Olayların başladığı günden beri 30 kadar ölü ve 3700 kişi de gözaltında. Ancak söylentilere göre daha fazla insanın gözaltında olduğu söyleniyor. Pastarlara ait karakollarda gözaltındakilere yapılan işkenceleri ayrıca anlatmaya gerek yoktur. Şimdiye kadar 5 kişinin işkenceden öldüğü söyleniyor. Türkiye’de yaşayan herkes bunu çok iyi bilir. Çünkü Türkiye’de en az her aileden bir kişi Türk karakollarını gördü ve o karakolları çok iyi tanıyor ve oralarda ne yaptıklarını biliyorlar.
Türkiye’deki siyasilerle sözde aydınlar, ‚kimse İran’ın iç işlerine karışmasın’ naraları atıyorlar. Peki acaba İran hiç kimsenin iç işlerine karışmadı mı?
İran’ın gizli terör örgütü Haşdi Şabi ve Pastarlar Suriye’de tatil mi yapıyorlar?
Haşdi Şabi Irak’da Kerbelada İmam Hüseyin’in türbesini ziyarete mi gittiler?

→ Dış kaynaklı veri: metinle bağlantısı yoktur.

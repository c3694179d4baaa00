pub mod config;
pub mod error;
pub mod session;
pub mod websocket;

use std::sync::Arc;

use session::{SessionCoordinator, SessionPolicy};

pub use crate::config::Settings;
pub use crate::error::AppError;
pub type Result<T> = std::result::Result<T, AppError>;

/// Application state shared across all components
#[derive(Clone)]
pub struct AppState {
    pub config: Arc<Settings>,
    pub coordinator: Arc<SessionCoordinator>,
}

impl AppState {
    pub fn new(config: Settings) -> Self {
        let policy = SessionPolicy {
            allow_self_assignment: config.session.allow_self_assignment,
        };

        Self {
            config: Arc::new(config),
            coordinator: Arc::new(SessionCoordinator::new(policy)),
        }
    }
}
pub mod coordinator;
pub mod registry;

pub use coordinator::SessionCoordinator;
pub use registry::{Color, ColorAssignment, SessionPolicy, SessionRegistry};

İran’ın desteklediği Hizbullah militanları Lübnan’da Hocalık mı yapıyorlar?
Yemen’i kim karıştırıyor?
İran’ın imanına kadar içine dalıp karıştırdığı, daha onlarca ülke sayabiliriz. İran’ın iç işlerine karışmayın diyenler ya çok akıllı, ya da çok aptal. Başkalarının içişlenine karışanlar, başkalarına da kendi içişlerine karışma hakkı veriyorlar. Mollaların zulmüne karşı durmak, insani bir sorumluluktur.
Yukarda da belirtiğim gibi, olaylarda 30 kadar insan öldü, 3700 kadar insan da gözaltında, işkence görüyor. Bunların içerisinde Azeri kökenliler de var. Türk siyasiler dilini yutmuş oturuyorlar. Bunların soydaş sayılması için illede Türkmen olması mı gerekiyor? Sözde Türk aydınları, arkalarına gizledikleri kalemlerini bulamıyorlarki bir şeyler yazsınlar. Özel eğitimli 5000 ülkücüsünü Kerkük’e gönderen Bahçeli, Azerileri soydaşdan saymadığı için ülkücülerini gönderme ihtiyacı duymuyor.

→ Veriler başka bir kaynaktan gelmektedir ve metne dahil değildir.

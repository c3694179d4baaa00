use std::sync::Arc;
use std::time::Duration;

use serde::{Deserialize, Serialize};
use tokio::sync::{mpsc, RwLock};
use tokio::time::sleep;
use tokio_tungstenite::tungstenite::Message;
use tracing::{error, info, warn};
use uuid::Uuid;

use crate::error::{AppError, WebSocketError};
use crate::session::{Color, ColorAssignment, SessionCoordinator};

const HEARTBEAT_INTERVAL: Duration = Duration::from_secs(30);
const HEARTBEAT_TIMEOUT: Duration = Duration::from_secs(40);

#[derive(Debug, Clone, Serialize, Deserialize)]
#[serde(tag = "type", content = "payload")]
pub enum ClientMessage {
    #[serde(rename = "join")]
    Join(String),
    #[serde(rename = "set-color")]
    SetColor {
        #[serde(rename = "roomId")]
        room_id: String,
        color: Color,
    },
    #[serde(rename = "move")]
    Move {
        #[serde(rename = "roomId")]
        room_id: String,
        #[serde(rename = "move")]
        payload: serde_json::Value,
    },
    #[serde(rename = "ping")]
    Ping,
    #[serde(rename = "pong")]
    Pong,
}

#[derive(Debug, Clone, Serialize, Deserialize)]
#[serde(tag = "type", content = "payload")]
pub enum ServerMessage {
    #[serde(rename = "connected")]
    Connected {
        #[serde(rename = "connectionId")]
        connection_id: Uuid,
    },
    #[serde(rename = "color-assignment")]
    ColorAssignment(ColorAssignment),
    #[serde(rename = "opponent-move")]
    OpponentMove(serde_json::Value),
    #[serde(rename = "error")]
    Error { message: String },
    #[serde(rename = "ping")]
    Ping,
    #[serde(rename = "pong")]
    Pong,
}

pub struct Connection {
    id: Uuid,
    tx: mpsc::UnboundedSender<Message>,
    coordinator: Arc<SessionCoordinator>,
    last_heartbeat: Arc<RwLock<std::time::Instant>>,
}

impl Connection {
    pub fn new(tx: mpsc::UnboundedSender<Message>, coordinator: Arc<SessionCoordinator>) -> Self {
        Self {
            id: Uuid::new_v4(),
            tx,
            coordinator,
            last_heartbeat: Arc::new(RwLock::new(std::time::Instant::now())),
        }
    }

    pub async fn handle_message(&mut self, msg: Message) -> Result<(), AppError> {
        match msg {
            Message::Text(text) => {
                let client_msg: ClientMessage = match serde_json::from_str(&text) {
                    Ok(msg) => msg,
                    Err(e) => {
                        // Malformed input drops the event, not the connection
                        warn!("Invalid message on connection {}: {}", self.id, e);
                        self.send_error(&format!("Invalid message format: {}", e))?;
                        return Ok(());
                    }
                };

                match client_msg {
                    ClientMessage::Join(room_id) => {
                        self.coordinator.join(self.id, &room_id).await;
                    }
                    ClientMessage::SetColor { room_id, color } => {
                        self.coordinator.set_color(self.id, &room_id, color).await;
                    }
                    ClientMessage::Move { room_id, payload } => {
                        self.coordinator.relay_move(self.id, &room_id, payload).await;
                    }
                    ClientMessage::Ping => {
                        self.send_message(ServerMessage::Pong)?;
                    }
                    ClientMessage::Pong => {
                        *self.last_heartbeat.write().await = std::time::Instant::now();
                    }
                }
            }
            Message::Close(_) => {
                info!("Client initiated close for connection {}", self.id);
                return Err(WebSocketError::ConnectionError(
                    "Connection closed by client".to_string(),
                )
                .into());
            }
            Message::Ping(data) => {
                self.tx
                    .send(Message::Pong(data))
                    .map_err(|e| WebSocketError::SendError(format!("Failed to send pong: {}", e)))?;
            }
            Message::Pong(_) => {
                *self.last_heartbeat.write().await = std::time::Instant::now();
            }
            _ => {
                warn!("Received unsupported message type on connection {}", self.id);
            }
        }
        Ok(())
    }

    fn send_message(&self, msg: ServerMessage) -> Result<(), AppError> {
        let text = serde_json::to_string(&msg)
            .map_err(|e| WebSocketError::InvalidFormat(format!("Failed to serialize message: {}", e)))?;

        self.tx
            .send(Message::Text(text))
            .map_err(|e| WebSocketError::SendError(format!("Failed to send message: {}", e)))?;

        Ok(())
    }

    fn send_error(&self, message: &str) -> Result<(), AppError> {
        self.send_message(ServerMessage::Error {
            message: message.to_string(),
        })
    }

    pub async fn start_heartbeat(&self) {
        let last_heartbeat = self.last_heartbeat.clone();
        let tx = self.tx.clone();
        let id = self.id;

        tokio::spawn(async move {
            loop {
                sleep(HEARTBEAT_INTERVAL).await;

                let elapsed = std::time::Instant::now()
                    .duration_since(*last_heartbeat.read().await);

                if elapsed > HEARTBEAT_TIMEOUT {
                    error!("Heartbeat timeout for connection {}", id);
                    let _ = tx.send(Message::Close(None));
                    break;
                }

                if let Err(e) = tx.send(Message::Ping(vec![])) {
                    error!("Failed to send heartbeat for connection {}: {}", id, e);
                    break;
                }
            }
        });
    }

    pub fn id(&self) -> Uuid {
        self.id
    }
}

Türkiye’nin yanlış Kürdistan siyaseti, Suriye’de kayıp etti, müttefiği İran ve Rusya ile çelişmeye başladı. İran ve Rusya rejimi destekliyor, Türkiye rejimi faşist-diktatörlükle suçluyor.

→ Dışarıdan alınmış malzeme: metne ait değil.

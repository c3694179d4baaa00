use std::sync::Arc;
use std::time::Duration;

use futures::{SinkExt, StreamExt};
use serde_json::{json, Value};
use tokio::net::TcpListener;
use tokio::time::timeout;
use tokio_tungstenite::{connect_async, tungstenite::Message, MaybeTlsStream, WebSocketStream};

use chess_relay_server::config::{ServerConfig, SessionConfig, Settings};
use chess_relay_server::websocket::RelayServer;
use chess_relay_server::AppState;

type WsClient = WebSocketStream<MaybeTlsStream<tokio::net::TcpStream>>;

const RECV_TIMEOUT: Duration = Duration::from_secs(5);

async fn spawn_server() -> String {
    let listener = TcpListener::bind("127.0.0.1:0").await.unwrap();
    let addr = listener.local_addr().unwrap();

    let state = AppState::new(Settings {
        environment: "test".to_string(),
        server: ServerConfig {
            host: "127.0.0.1".to_string(),
            port: addr.port(),
        },
        session: SessionConfig {
            allow_self_assignment: true,
        },
    });
    let server = Arc::new(RelayServer::new(state.coordinator.clone()));

    tokio::spawn(async move {
        while let Ok((stream, peer)) = listener.accept().await {
            let server = server.clone();
            tokio::spawn(async move {
                server.handle_connection(stream, peer).await;
            });
        }
    });

    format!("ws://{}", addr)
}

/// Connect and consume the initial `connected` frame, returning the
/// connection id the server assigned.
async fn connect_client(server_url: &str) -> (WsClient, Value) {
    let (mut ws, _) = connect_async(server_url).await.unwrap();
    let frame = recv_frame(&mut ws).await;
    assert_eq!(frame["type"], "connected");
    let id = frame["payload"]["connectionId"].clone();
    assert!(id.is_string());
    (ws, id)
}

async fn recv_frame(ws: &mut WsClient) -> Value {
    loop {
        let msg = timeout(RECV_TIMEOUT, ws.next())
            .await
            .expect("timed out waiting for a frame")
            .expect("connection closed unexpectedly")
            .expect("websocket error");
        match msg {
            Message::Text(text) => return serde_json::from_str(&text).unwrap(),
            Message::Ping(_) | Message::Pong(_) => continue,
            other => panic!("unexpected frame: {:?}", other),
        }
    }
}

async fn send_frame(ws: &mut WsClient, frame: Value) {
    ws.send(Message::Text(frame.to_string())).await.unwrap();
}

#[tokio::test]
async fn test_two_clients_pair_and_relay_moves() {
    let server_url = spawn_server().await;

    let (mut alice, alice_id) = connect_client(&server_url).await;
    let (mut bob, bob_id) = connect_client(&server_url).await;

    // First joiner sees an empty room
    send_frame(&mut alice, json!({"type": "join", "payload": "casual-1"})).await;
    let frame = recv_frame(&mut alice).await;
    assert_eq!(frame["type"], "color-assignment");
    assert_eq!(frame["payload"], json!({}));

    // Second join is announced to both members identically
    send_frame(&mut bob, json!({"type": "join", "payload": "casual-1"})).await;
    let frame_a = recv_frame(&mut alice).await;
    let frame_b = recv_frame(&mut bob).await;
    assert_eq!(frame_a, frame_b);

    send_frame(
        &mut alice,
        json!({"type": "set-color", "payload": {"roomId": "casual-1", "color": "white"}}),
    )
    .await;
    let frame_a = recv_frame(&mut alice).await;
    let frame_b = recv_frame(&mut bob).await;
    assert_eq!(frame_a["payload"]["white"], alice_id);
    assert_eq!(frame_b["payload"]["white"], alice_id);

    send_frame(
        &mut bob,
        json!({"type": "set-color", "payload": {"roomId": "casual-1", "color": "black"}}),
    )
    .await;
    let frame_a = recv_frame(&mut alice).await;
    assert_eq!(frame_a["payload"]["white"], alice_id);
    assert_eq!(frame_a["payload"]["black"], bob_id);
    recv_frame(&mut bob).await;

    // Moves reach the opponent verbatim
    let mv = json!({"from": "e2", "to": "e4"});
    send_frame(
        &mut alice,
        json!({"type": "move", "payload": {"roomId": "casual-1", "move": mv.clone()}}),
    )
    .await;
    let frame_b = recv_frame(&mut bob).await;
    assert_eq!(frame_b["type"], "opponent-move");
    assert_eq!(frame_b["payload"], mv);

    // ... and are not echoed back to the mover
    let echo = timeout(Duration::from_millis(200), alice.next()).await;
    assert!(echo.is_err(), "sender received an unexpected frame: {:?}", echo);
}

#[tokio::test]
async fn test_disconnect_releases_colors() {
    let server_url = spawn_server().await;

    let (mut alice, alice_id) = connect_client(&server_url).await;
    let (mut bob, bob_id) = connect_client(&server_url).await;

    send_frame(&mut alice, json!({"type": "join", "payload": "resign-1"})).await;
    send_frame(
        &mut alice,
        json!({"type": "set-color", "payload": {"roomId": "resign-1", "color": "white"}}),
    )
    .await;
    recv_frame(&mut alice).await;
    let frame = recv_frame(&mut alice).await;
    assert_eq!(frame["payload"]["white"], alice_id);

    send_frame(&mut bob, json!({"type": "join", "payload": "resign-1"})).await;
    send_frame(
        &mut bob,
        json!({"type": "set-color", "payload": {"roomId": "resign-1", "color": "black"}}),
    )
    .await;
    recv_frame(&mut alice).await;
    recv_frame(&mut alice).await;
    recv_frame(&mut bob).await;
    recv_frame(&mut bob).await;

    alice.close(None).await.unwrap();

    // The survivor hears the reconciled assignment with white released
    let frame = recv_frame(&mut bob).await;
    assert_eq!(frame["type"], "color-assignment");
    assert!(frame["payload"].get("white").is_none());
    assert_eq!(frame["payload"]["black"], bob_id);
}

#[tokio::test]
async fn test_malformed_events_are_dropped_without_killing_the_connection() {
    let server_url = spawn_server().await;

    let (mut alice, _alice_id) = connect_client(&server_url).await;

    // Out-of-set color
    send_frame(
        &mut alice,
        json!({"type": "set-color", "payload": {"roomId": "lint-1", "color": "green"}}),
    )
    .await;
    let frame = recv_frame(&mut alice).await;
    assert_eq!(frame["type"], "error");

    // Unknown event type
    send_frame(&mut alice, json!({"type": "castle", "payload": {}})).await;
    let frame = recv_frame(&mut alice).await;
    assert_eq!(frame["type"], "error");

    // The connection still works afterwards
    send_frame(&mut alice, json!({"type": "join", "payload": "lint-1"})).await;
    let frame = recv_frame(&mut alice).await;
    assert_eq!(frame["type"], "color-assignment");
    assert_eq!(frame["payload"], json!({}));
}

Türkiye, Irak’ta kayıp etti, artık Habur sınır kapısında Irak ve Türk bayraklı Türk tankları görülmüyor. İran’da kayıp etti, oradaki Azeri soydaşlarını bile sahiplenemiyor. Böylece de B planını devreye sokmaya çalışıyor.
Yalnız kalma riskine rağmen Türkiye, yanlışında direndi ve sonunda artık hiç bir devletin, yalnız yaşayamayacağını görmeye başladı. Şimdi de kayıp ettiği dostlarını yeniden kazanmak için rüşvet dağıtıyor. Rusya’ya 2,5 milyar dolar verip S400 füzeleri aldı. ABD’ye 11 milyar dolar verip 50 adet yolcu uçağı aldı. Fransa ile 25 adet Airbus A350-900 yolcu uçağı için mutabakat zaptı imzalandı. Fransa ile yapılan antlaşma, Airbus ortağı dört Avrupa ülkesini ilgilendirse de bu rüşvetin bir yararının olacağını sanmıyorum.
Irak, Suriye ve İran’daki gelişmelere ve Türkiye politikalarına baktığımızda, Kürd düşmanlığının zirve yaptığını görürüz. Bu acı gerçeği Kürd Milleti’nin görmesi gerekiyor. Yaralı bir Kürde eliyle bir yudum su veren herkes, Kürdün dostudur. Türklerin de kendilerine dayatılan siyasete değil, ellerini vicdanlarına koyup Kürdlere bakması gerekiyor.
Bu gelişmelerden sonra, Doğu Kürdistandaki anti işgalci Kürd güçlerine büyük sorumluluk düşüyor. Onların da bu sorumluluğun bilincinde olduklarını tahmin ediyorum. Öncelikle kendi aralarında bir birlik oluşturup, rejim karşıtı bütün güçlerle işbirliği içerisine girmelidirler. İran karşıtı devletlerle dostluk ilişkilerini geliştirmelidirler.
Mollaların kolayca pes etmeyeceğini herkes biliyor. Mollalar bütün dünyayı öyle karıştırdılarki, kaçmak mecburiyetinde kaldıklarında gidecek yerleri yoktur. Mollalar sonuna kadar direneceklerdir. Ancak 80 Milyon insan harekete geçmiş ise o selin önünde hiç bir engel duramaz. Diktatör düşerken, kıçına ilk tekmeyi en yakınındakinden yer. Doğanın temel kuralı budur.
Türklerin B planında Kürdleri kandırmak da var, hatırlatırım.
Özellikle bunun için siyaseti yeniden şekillendirmeye çalışacaklardır.
Kürdlere hiç bir anayasal hak tanımadan, sıkıntılarını geçiştirmeye çalışacaklar.